About Vulnerability (CVE-2018-12020)
The vulnerability CVE-2018-12020, nicknamed SigSpoof by Marcus Brinkmann, the investigator who found it, emerged from “weak design choices.” According to the information security specialist, the signature verification routine in Enigmail 18.104.22.168, GPGTools 2018.2 and Python-gnupg 0.4.2 allows remote attackers to falsify signatures through the “filename” parameter.
“The attacker can control key identifiers, algorithm specifiers, creation times, and user IDs, and does not need any of the private or public keys involved,” adds Brinkmann.
The information security investigator shared several samples of the various possible attacks, such as impersonation of signature, impersonation of signature and encryption, and impersonation of signature on the command line.

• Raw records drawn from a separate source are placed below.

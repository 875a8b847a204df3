//! Subprocess execution for backend CLIs.
//!
//! A [`CommandRunner`] starts one program invocation and hands back a
//! [`ProcessStream`]: stdout as a sequence of lines, then a [`WaitOutcome`].
//! Cancellation and the per-invocation timeout are enforced by a supervisor
//! task that kills the child and reports the reason.

use std::io::ErrorKind;
use std::path::PathBuf;
use std::process::{ExitStatus, Stdio};
use std::time::Duration;

use async_trait::async_trait;
use thiserror::Error;
use tokio::io::{AsyncBufReadExt, AsyncRead, AsyncWriteExt, BufReader};
use tokio::process::{Child, Command};
use tokio::sync::{mpsc, oneshot};
use tokio::task::JoinHandle;
use tokio_util::sync::CancellationToken;
use tracing::{debug, error, info, warn};

use crate::error::SdkError;

/// Generic failure.
pub const EXIT_FAILURE: i32 = 1;
/// The invocation exceeded its timeout.
pub const EXIT_TIMEOUT: i32 = 124;
/// The backend executable was not found.
pub const EXIT_NOT_FOUND: i32 = 127;
/// The invocation was cancelled.
pub const EXIT_CANCELLED: i32 = 130;

const LINE_BUFFER: usize = 256;

/// One program invocation.
#[derive(Debug, Clone, PartialEq, Eq)]
pub struct Invocation {
    /// Program name or path.
    pub program: String,

    /// Ordered argument list.
    pub args: Vec<String>,

    /// Working directory for the child.
    pub work_dir: PathBuf,

    /// Payload written to stdin before it is closed. `None` means stdin is null.
    pub stdin: Option<String>,

    /// Kill the child once this much time has elapsed.
    pub timeout: Option<Duration>,
}

impl Invocation {
    /// Create an invocation running in the current directory.
    pub fn new(program: impl Into<String>, args: Vec<String>) -> Self {
        Self {
            program: program.into(),
            args,
            work_dir: PathBuf::from("."),
            stdin: None,
            timeout: None,
        }
    }

    /// Set the working directory.
    pub fn with_work_dir(mut self, work_dir: impl Into<PathBuf>) -> Self {
        self.work_dir = work_dir.into();
        self
    }

    /// Set a stdin payload.
    pub fn with_stdin(mut self, payload: Option<String>) -> Self {
        self.stdin = payload;
        self
    }

    /// Set the timeout.
    pub fn with_timeout(mut self, timeout: Option<Duration>) -> Self {
        self.timeout = timeout;
        self
    }
}

/// Why an invocation did not produce an exit code of its own.
#[derive(Debug, Clone, PartialEq, Eq, Error)]
pub enum ExecutionFailure {
    #[error("not found on PATH")]
    NotFound,

    #[error("was cancelled")]
    Cancelled,

    #[error("timed out after {0:?}")]
    TimedOut(Duration),

    #[error("was terminated by signal {0}")]
    Signaled(i32),

    #[error("failed: {0}")]
    Io(String),
}

impl ExecutionFailure {
    /// Shell-style exit code for this failure.
    pub fn exit_code(&self) -> i32 {
        match self {
            Self::NotFound => EXIT_NOT_FOUND,
            Self::Cancelled => EXIT_CANCELLED,
            Self::TimedOut(_) => EXIT_TIMEOUT,
            Self::Signaled(signal) => 128 + signal,
            Self::Io(_) => EXIT_FAILURE,
        }
    }
}

/// Resolved result of waiting for a backend process.
#[derive(Debug, Clone, Default, PartialEq, Eq)]
pub enum WaitOutcome {
    /// Exit code 0.
    #[default]
    Success,
    /// Non-zero exit code.
    Exited(i32),
    /// The process never produced an exit code of its own.
    Failed(ExecutionFailure),
}

impl WaitOutcome {
    /// Map an OS exit status.
    pub fn from_status(status: ExitStatus) -> Self {
        if status.success() {
            return Self::Success;
        }
        if let Some(code) = status.code() {
            return Self::Exited(code);
        }
        #[cfg(unix)]
        {
            use std::os::unix::process::ExitStatusExt;
            if let Some(signal) = status.signal() {
                return Self::Failed(ExecutionFailure::Signaled(signal));
            }
        }
        Self::Failed(ExecutionFailure::Io(
            "process exited without a status code".to_string(),
        ))
    }

    /// Exit code reported to the caller.
    pub fn exit_code(&self) -> i32 {
        match self {
            Self::Success => 0,
            Self::Exited(code) => *code,
            Self::Failed(failure) => failure.exit_code(),
        }
    }

    /// Returns true for exit code 0.
    pub fn is_success(&self) -> bool {
        matches!(self, Self::Success)
    }

    /// Human-readable description naming the program.
    pub fn describe(&self, program: &str) -> String {
        match self {
            Self::Success => format!("{program} exited successfully"),
            Self::Exited(code) => format!("{program} exited with status {code}"),
            Self::Failed(failure) => {
                format!("{program} {failure} (exit code {})", failure.exit_code())
            }
        }
    }
}

/// Streaming view of a running invocation.
pub struct ProcessStream {
    lines: mpsc::Receiver<String>,
    exit: oneshot::Receiver<WaitOutcome>,
}

impl ProcessStream {
    /// Assemble a stream from its channels.
    pub fn new(lines: mpsc::Receiver<String>, exit: oneshot::Receiver<WaitOutcome>) -> Self {
        Self { lines, exit }
    }

    /// A stream with no output that resolves immediately.
    pub fn finished(outcome: WaitOutcome) -> Self {
        let (line_tx, lines) = mpsc::channel(1);
        drop(line_tx);
        let (exit_tx, exit) = oneshot::channel();
        let _ = exit_tx.send(outcome);
        Self { lines, exit }
    }

    /// Next stdout line, or `None` once stdout is closed.
    pub async fn next_line(&mut self) -> Option<String> {
        self.lines.recv().await
    }

    /// Wait for the process to be resolved.
    pub async fn wait(self) -> WaitOutcome {
        match self.exit.await {
            Ok(outcome) => outcome,
            Err(_) => WaitOutcome::Failed(ExecutionFailure::Io(
                "process supervisor ended without reporting a status".to_string(),
            )),
        }
    }
}

/// Starts program invocations.
///
/// The task runner receives one of these explicitly, so tests can substitute
/// a scripted implementation without touching any global state.
#[async_trait]
pub trait CommandRunner: Send + Sync {
    /// Start `invocation`. `cancel` kills the process when it fires.
    async fn run(
        &self,
        invocation: Invocation,
        cancel: CancellationToken,
    ) -> Result<ProcessStream, SdkError>;
}

/// Runs real processes with `tokio::process`.
#[derive(Debug, Clone, Copy, Default)]
pub struct TokioCommandRunner;

#[async_trait]
impl CommandRunner for TokioCommandRunner {
    async fn run(
        &self,
        invocation: Invocation,
        cancel: CancellationToken,
    ) -> Result<ProcessStream, SdkError> {
        let Invocation {
            program,
            args,
            work_dir,
            stdin,
            timeout,
        } = invocation;

        info!(
            program = %program,
            work_dir = %work_dir.display(),
            arg_count = args.len(),
            stdin = stdin.is_some(),
            "Spawning backend process"
        );
        debug!(args = ?args, "Full argument list");

        // A missing cwd also surfaces as NotFound from spawn.
        if !work_dir.is_dir() {
            return Err(SdkError::Io(format!(
                "working directory '{}' does not exist",
                work_dir.display()
            )));
        }

        let mut cmd = Command::new(&program);
        cmd.args(&args)
            .current_dir(&work_dir)
            .stdin(if stdin.is_some() {
                Stdio::piped()
            } else {
                Stdio::null()
            })
            .stdout(Stdio::piped())
            .stderr(Stdio::piped())
            .kill_on_drop(true);

        let mut child = match cmd.spawn() {
            Ok(child) => child,
            Err(e) if e.kind() == ErrorKind::NotFound => {
                error!(program = %program, "Backend CLI not found");
                return Ok(ProcessStream::finished(WaitOutcome::Failed(
                    ExecutionFailure::NotFound,
                )));
            }
            Err(e) => {
                error!(program = %program, error = %e, "Failed to spawn backend process");
                return Err(SdkError::SpawnError(e));
            }
        };

        let stdout = child
            .stdout
            .take()
            .ok_or_else(|| SdkError::Io("Failed to get stdout".to_string()))?;
        let stderr = child
            .stderr
            .take()
            .ok_or_else(|| SdkError::Io("Failed to get stderr".to_string()))?;

        // Written on its own task so stdout keeps draining while the child
        // consumes input.
        let stdin_writer = match stdin {
            Some(payload) => {
                let mut pipe = child
                    .stdin
                    .take()
                    .ok_or_else(|| SdkError::Io("Failed to get stdin".to_string()))?;
                Some(tokio::spawn(async move {
                    if let Err(e) = pipe.write_all(payload.as_bytes()).await {
                        debug!(error = %e, "Backend closed stdin before payload was written");
                    }
                    // Dropping the pipe closes the child's stdin.
                }))
            }
            None => None,
        };

        let stderr_program = program.clone();
        tokio::spawn(async move {
            let mut lines = LineReader::new(stderr);
            while let Some(line) = lines.next().await {
                let trimmed = line.trim();
                if !trimmed.is_empty() {
                    warn!(program = %stderr_program, stderr = %trimmed, "Backend stderr");
                }
            }
        });

        let (line_tx, line_rx) = mpsc::channel(LINE_BUFFER);
        let reader = tokio::spawn(forward_lines(stdout, line_tx));

        let (exit_tx, exit_rx) = oneshot::channel();
        tokio::spawn(supervise(
            child,
            reader,
            stdin_writer,
            cancel,
            timeout,
            program,
            exit_tx,
        ));

        Ok(ProcessStream::new(line_rx, exit_rx))
    }
}

/// Lossy line reader: invalid UTF-8 never ends the stream.
struct LineReader<R> {
    reader: BufReader<R>,
    buf: Vec<u8>,
}

impl<R: AsyncRead + Unpin> LineReader<R> {
    fn new(inner: R) -> Self {
        Self {
            reader: BufReader::new(inner),
            buf: Vec::new(),
        }
    }

    async fn next(&mut self) -> Option<String> {
        self.buf.clear();
        match self.reader.read_until(b'\n', &mut self.buf).await {
            Ok(0) => None,
            Ok(_) => {
                let line = String::from_utf8_lossy(&self.buf);
                Some(line.trim_end_matches(['\n', '\r']).to_string())
            }
            Err(e) => {
                warn!(error = %e, "Error reading backend output");
                None
            }
        }
    }
}

async fn forward_lines<R: AsyncRead + Unpin>(stdout: R, tx: mpsc::Sender<String>) {
    let mut lines = LineReader::new(stdout);
    let mut count = 0u64;
    while let Some(line) = lines.next().await {
        count += 1;
        if tx.send(line).await.is_err() {
            debug!("Line consumer dropped, stopping stdout reader");
            return;
        }
    }
    debug!(total_lines = count, "Backend stdout closed (EOF)");
}

async fn supervise(
    mut child: Child,
    mut reader: JoinHandle<()>,
    stdin_writer: Option<JoinHandle<()>>,
    cancel: CancellationToken,
    timeout: Option<Duration>,
    program: String,
    exit_tx: oneshot::Sender<WaitOutcome>,
) {
    let deadline = sleep_or_pending(timeout);
    tokio::pin!(deadline);

    let outcome = tokio::select! {
        status = child.wait() => match status {
            Ok(status) => WaitOutcome::from_status(status),
            Err(e) => WaitOutcome::Failed(ExecutionFailure::Io(e.to_string())),
        },
        _ = cancel.cancelled() => {
            info!(program = %program, "Cancellation requested, killing backend process");
            kill(&mut child, &program).await;
            WaitOutcome::Failed(ExecutionFailure::Cancelled)
        }
        _ = &mut deadline => {
            let limit = timeout.unwrap_or_default();
            warn!(program = %program, timeout_secs = limit.as_secs(), "Backend timed out, killing process");
            kill(&mut child, &program).await;
            WaitOutcome::Failed(ExecutionFailure::TimedOut(limit))
        }
    };

    // A grandchild may still hold stdout open after the child is gone.
    match outcome {
        WaitOutcome::Failed(ExecutionFailure::Cancelled | ExecutionFailure::TimedOut(_)) => {
            reader.abort();
        }
        _ => {
            tokio::select! {
                _ = &mut reader => {}
                _ = cancel.cancelled() => reader.abort(),
                _ = &mut deadline => reader.abort(),
            }
        }
    }
    if let Some(writer) = stdin_writer {
        writer.abort();
    }

    info!(
        program = %program,
        exit_code = outcome.exit_code(),
        success = outcome.is_success(),
        "Backend process finished"
    );
    let _ = exit_tx.send(outcome);
}

async fn sleep_or_pending(timeout: Option<Duration>) {
    match timeout {
        Some(limit) => tokio::time::sleep(limit).await,
        None => std::future::pending::<()>().await,
    }
}

async fn kill(child: &mut Child, program: &str) {
    if let Err(e) = child.kill().await {
        warn!(program = %program, error = %e, "Failed to kill backend process");
    }
}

In collaboration with another hacker, he also found the vulnerability CVE-2018-12019 that allows for a similar attack (spoofing of signatures) but specifically aimed at Enigmail.
Error CVE-2018-12020 is found in the versions of GnuPG 0.2.2 to 2.2.7, in Enigmail 22.214.171.124 and earlier, in GPGTools 2018.2 and earlier, and in Python-GnuPG 0.4.2 and earlier.
All of these packages have already been updated, so if you are using any of them, be sure to upgrade to the latest available version.
Any software could be potentially affected. If you use GnuPG in your application, you must verify that it is not affected, and consider some additional information security measures, say specialists from the International Institute of Cyber Security.
Brinkman is concerned that the vulnerability has potential to affect a large part of the central infrastructure, since in addition to being used for email & information security, GnuPG is also used to protect backups, software updates and source code in control systems.